#### Stored items
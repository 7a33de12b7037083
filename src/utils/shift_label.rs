use chrono::{NaiveDateTime, NaiveTime};

use crate::model::shift::{Shift, ShiftTime};

/// Weekly hours below this mark a part-time shift.
pub const PART_TIME_WEEKLY_HOURS: f64 = 9.0;

const UNKNOWN_TIME: &str = "--:--";

const TIME_FORMATS: [&str; 5] = ["%H:%M", "%H:%M:%S", "%I:%M %p", "%I:%M%p", "%I:%M:%S %p"];
const DATETIME_FORMATS: [&str; 4] = [
    "%Y-%m-%dT%H:%M:%S",
    "%Y-%m-%dT%H:%M",
    "%Y-%m-%d %H:%M:%S",
    "%Y-%m-%dT%H:%M:%S%.f",
];

pub fn parse_shift_time(value: &ShiftTime) -> Option<NaiveTime> {
    match value {
        ShiftTime::Parsed { hour, minute } => NaiveTime::from_hms_opt(*hour, *minute, 0),
        ShiftTime::Text(text) => {
            let text = text.trim();
            TIME_FORMATS
                .iter()
                .find_map(|fmt| NaiveTime::parse_from_str(text, fmt).ok())
                .or_else(|| {
                    DATETIME_FORMATS
                        .iter()
                        .find_map(|fmt| NaiveDateTime::parse_from_str(text, fmt).ok())
                        .map(|dt| dt.time())
                })
        }
    }
}

fn clock(value: &ShiftTime) -> String {
    parse_shift_time(value)
        .map(|t| t.format("%H:%M").to_string())
        .unwrap_or_else(|| UNKNOWN_TIME.to_string())
}

fn span(start: &ShiftTime, end: &ShiftTime) -> String {
    format!("{}–{}", clock(start), clock(end))
}

/// `HH:MM–HH:MM`, or `HH:MM–HH:MM | HH:MM–HH:MM` for split shifts, with a
/// ` (Part Time)` suffix under the weekly-hours mark.
pub fn shift_label(shift: &Shift) -> String {
    let mut label = span(&shift.start, &shift.end);

    if let (Some(split_start), Some(split_end)) = (&shift.split_start, &shift.split_end) {
        label.push_str(" | ");
        label.push_str(&span(split_start, split_end));
    }

    if shift
        .weekly_hours
        .is_some_and(|hours| hours < PART_TIME_WEEKLY_HOURS)
    {
        label.push_str(" (Part Time)");
    }

    label
}

#[cfg(test)]
mod tests {
    use super::*;

    fn shift(start: ShiftTime, end: ShiftTime) -> Shift {
        Shift {
            start,
            end,
            split_start: None,
            split_end: None,
            weekly_hours: Some(40.0),
        }
    }

    #[test]
    fn single_shift() {
        assert_eq!(shift_label(&shift("09:00".into(), "18:00".into())), "09:00–18:00");
    }

    #[test]
    fn split_shift_mixes_input_forms() {
        let mut s = shift("9:00".into(), "13:00:00".into());
        s.split_start = Some(ShiftTime::Parsed { hour: 16, minute: 5 });
        s.split_end = Some("8:30 PM".into());

        assert_eq!(shift_label(&s), "09:00–13:00 | 16:05–20:30");
    }

    #[test]
    fn half_split_is_ignored() {
        let mut s = shift("09:00".into(), "13:00".into());
        s.split_start = Some("16:00".into());

        assert_eq!(shift_label(&s), "09:00–13:00");
    }

    #[test]
    fn part_time_qualifier_below_nine_weekly_hours() {
        let mut s = shift("10:00".into(), "14:00".into());
        s.weekly_hours = Some(8.5);
        assert_eq!(shift_label(&s), "10:00–14:00 (Part Time)");

        s.weekly_hours = Some(9.0);
        assert_eq!(shift_label(&s), "10:00–14:00");

        s.weekly_hours = None;
        assert_eq!(shift_label(&s), "10:00–14:00");
    }

    #[test]
    fn timestamps_use_their_time_part() {
        let s = shift("2024-01-01T07:45:00".into(), "2024-01-01T16:15".into());
        assert_eq!(shift_label(&s), "07:45–16:15");
    }

    #[test]
    fn garbage_renders_placeholder() {
        let s = shift("soon".into(), ShiftTime::Parsed { hour: 25, minute: 0 });
        assert_eq!(shift_label(&s), "--:--–--:--");
    }

    #[test]
    fn deserializes_string_and_parsed_times() {
        let s: Shift = serde_json::from_value(serde_json::json!({
            "start": { "hour": 8, "minute": 0 },
            "end": "17:00",
            "weeklyHours": 6
        }))
        .unwrap();

        assert_eq!(shift_label(&s), "08:00–17:00 (Part Time)");
    }
}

#### Exercise
Without changing a single character, write out all of the entries.

#### Output of the exercise
repository 7a33de12b7037083
filename src/utils/shift_label.rs
use chrono::{NaiveDateTime, NaiveTime};

use crate::model::shift::{Shift, ShiftTime};

/// Weekly hours below this mark a part-time shift.
pub const PART_TIME_WEEKLY_HOURS: f64 = 9.0;

const UNKNOWN_TIME: &str = "--:--";

const TIME_FORMATS: [&str; 5] = ["%H:%M", "%H:%M:%S", "%I:%M %p", "%I:%M%p", "%I:%M:%S %p"];
const DATETIME_FORMATS: [&str; 4] = [
    "%Y-%m-%dT%H:%M:%S",
    "%Y-%m-%dT%H:%M",
    "%Y-%m-%d %H:%M:%S",
    "%Y-%m-%dT%H:%M:%S%.f",
];

pub fn parse_shift_time(value: &ShiftTime) -> Option<NaiveTime> {
    match value {
        ShiftTime::Parsed { hour, minute } => NaiveTime::from_hms_opt(*hour, *minute, 0),
        ShiftTime::Text(text) => {
            let text = text.trim();
            TIME_FORMATS
                .iter()
                .find_map(|fmt| NaiveTime::parse_from_str(text, fmt).ok())
                .or_else(|| {
                    DATETIME_FORMATS
                        .iter()
                        .find_map(|fmt| NaiveDateTime::parse_from_str(text, fmt).ok())
                        .map(|dt| dt.time())
                })
        }
    }
}

fn clock(value: &ShiftTime) -> String {
    parse_shift_time(value)
        .map(|t| t.format("%H:%M").to_string())
        .unwrap_or_else(|| UNKNOWN_TIME.to_string())
}

fn span(start: &ShiftTime, end: &ShiftTime) -> String {
    format!("{}–{}", clock(start), clock(end))
}

/// `HH:MM–HH:MM`, or `HH:MM–HH:MM | HH:MM–HH:MM` for split shifts, with a
/// ` (Part Time)` suffix under the weekly-hours mark.
pub fn shift_label(shift: &Shift) -> String {
    let mut label = span(&shift.start, &shift.end);

    if let (Some(split_start), Some(split_end)) = (&shift.split_start, &shift.split_end) {
        label.push_str(" | ");
        label.push_str(&span(split_start, split_end));
    }

    if shift
        .weekly_hours
        .is_some_and(|hours| hours < PART_TIME_WEEKLY_HOURS)
    {
        label.push_str(" (Part Time)");
    }

    label
}

#[cfg(test)]
mod tests {
    use super::*;

    fn shift(start: ShiftTime, end: ShiftTime) -> Shift {
        Shift {
            start,
            end,
            split_start: None,
            split_end: None,
            weekly_hours: Some(40.0),
        }
    }

    #[test]
    fn single_shift() {
        assert_eq!(shift_label(&shift("09:00".into(), "18:00".into())), "09:00–18:00");
    }

    #[test]
    fn split_shift_mixes_input_forms() {
        let mut s = shift("9:00".into(), "13:00:00".into());
        s.split_start = Some(ShiftTime::Parsed { hour: 16, minute: 5 });
        s.split_end = Some("8:30 PM".into());

        assert_eq!(shift_label(&s), "09:00–13:00 | 16:05–20:30");
    }

    #[test]
    fn half_split_is_ignored() {
        let mut s = shift("09:00".into(), "13:00".into());
        s.split_start = Some("16:00".into());

        assert_eq!(shift_label(&s), "09:00–13:00");
    }

    #[test]
    fn part_time_qualifier_below_nine_weekly_hours() {
        let mut s = shift("10:00".into(), "14:00".into());
        s.weekly_hours = Some(8.5);
        assert_eq!(shift_label(&s), "10:00–14:00 (Part Time)");

        s.weekly_hours = Some(9.0);
        assert_eq!(shift_label(&s), "10:00–14:00");

        s.weekly_hours = None;
        assert_eq!(shift_label(&s), "10:00–14:00");
    }

    #[test]
    fn timestamps_use_their_time_part() {
        let s = shift("2024-01-01T07:45:00".into(), "2024-01-01T16:15".into());
        assert_eq!(shift_label(&s), "07:45–16:15");
    }

    #[test]
    fn garbage_renders_placeholder() {
        let s = shift("soon".into(), ShiftTime::Parsed { hour: 25, minute: 0 });
        assert_eq!(shift_label(&s), "--:--–--:--");
    }

    #[test]
    fn deserializes_string_and_parsed_times() {
        let s: Shift = serde_json::from_value(serde_json::json!({
            "start": { "hour": 8, "minute": 0 },
            "end": "17:00",
            "weeklyHours": 6
        }))
        .unwrap();

        assert_eq!(shift_label(&s), "08:00–17:00 (Part Time)");
    }
}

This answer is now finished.